▶ Available data
◆ ◆ ◆

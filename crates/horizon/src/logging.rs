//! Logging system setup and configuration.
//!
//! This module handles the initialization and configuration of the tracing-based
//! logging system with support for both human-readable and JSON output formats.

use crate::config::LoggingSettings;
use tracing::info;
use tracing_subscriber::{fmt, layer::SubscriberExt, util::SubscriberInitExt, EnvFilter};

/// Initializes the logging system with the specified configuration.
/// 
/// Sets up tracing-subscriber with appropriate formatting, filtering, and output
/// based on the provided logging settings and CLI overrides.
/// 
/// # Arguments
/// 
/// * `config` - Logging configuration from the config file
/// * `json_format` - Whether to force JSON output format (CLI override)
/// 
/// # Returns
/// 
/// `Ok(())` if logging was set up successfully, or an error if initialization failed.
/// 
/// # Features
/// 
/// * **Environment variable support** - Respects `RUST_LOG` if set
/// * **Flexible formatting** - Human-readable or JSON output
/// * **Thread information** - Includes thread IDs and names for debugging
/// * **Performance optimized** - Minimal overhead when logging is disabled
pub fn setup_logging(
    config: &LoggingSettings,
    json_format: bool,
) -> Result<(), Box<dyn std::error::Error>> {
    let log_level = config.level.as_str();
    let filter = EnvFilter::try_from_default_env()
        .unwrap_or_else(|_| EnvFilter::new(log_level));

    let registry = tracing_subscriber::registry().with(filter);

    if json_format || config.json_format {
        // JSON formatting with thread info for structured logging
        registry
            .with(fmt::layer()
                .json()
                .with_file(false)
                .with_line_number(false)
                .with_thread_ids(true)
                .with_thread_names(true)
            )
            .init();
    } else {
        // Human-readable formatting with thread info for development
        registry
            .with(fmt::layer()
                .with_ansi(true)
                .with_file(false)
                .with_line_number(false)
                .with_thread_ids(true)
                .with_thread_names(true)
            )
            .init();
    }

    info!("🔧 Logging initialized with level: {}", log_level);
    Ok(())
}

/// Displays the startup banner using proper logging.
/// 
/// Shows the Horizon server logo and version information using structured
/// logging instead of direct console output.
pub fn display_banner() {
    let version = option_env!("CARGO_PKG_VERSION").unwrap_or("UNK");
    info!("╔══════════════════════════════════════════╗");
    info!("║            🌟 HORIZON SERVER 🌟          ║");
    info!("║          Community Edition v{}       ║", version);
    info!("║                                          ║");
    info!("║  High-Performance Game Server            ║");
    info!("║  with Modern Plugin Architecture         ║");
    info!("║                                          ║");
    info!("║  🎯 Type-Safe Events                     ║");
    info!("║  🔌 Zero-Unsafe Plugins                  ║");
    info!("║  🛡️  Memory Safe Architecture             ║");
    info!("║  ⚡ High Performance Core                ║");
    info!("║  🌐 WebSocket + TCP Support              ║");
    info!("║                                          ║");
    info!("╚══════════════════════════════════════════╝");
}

◆ ◆ ◆

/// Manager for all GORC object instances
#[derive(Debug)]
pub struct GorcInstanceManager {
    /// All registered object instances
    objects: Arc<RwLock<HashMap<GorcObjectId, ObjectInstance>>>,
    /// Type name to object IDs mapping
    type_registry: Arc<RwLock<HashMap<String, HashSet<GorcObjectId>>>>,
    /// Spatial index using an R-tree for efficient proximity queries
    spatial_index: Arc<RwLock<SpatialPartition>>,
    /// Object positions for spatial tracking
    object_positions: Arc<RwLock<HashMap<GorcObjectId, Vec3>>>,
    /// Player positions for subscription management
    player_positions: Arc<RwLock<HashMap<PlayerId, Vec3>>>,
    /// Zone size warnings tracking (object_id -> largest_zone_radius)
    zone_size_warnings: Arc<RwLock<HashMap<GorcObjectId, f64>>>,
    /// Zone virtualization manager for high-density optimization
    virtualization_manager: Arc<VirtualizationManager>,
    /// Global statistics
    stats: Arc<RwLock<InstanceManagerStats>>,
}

◆ ◆ ◆

▶ Task details
Tally the lines above that include "output", and reply with only the tally.

▶ Answer space
5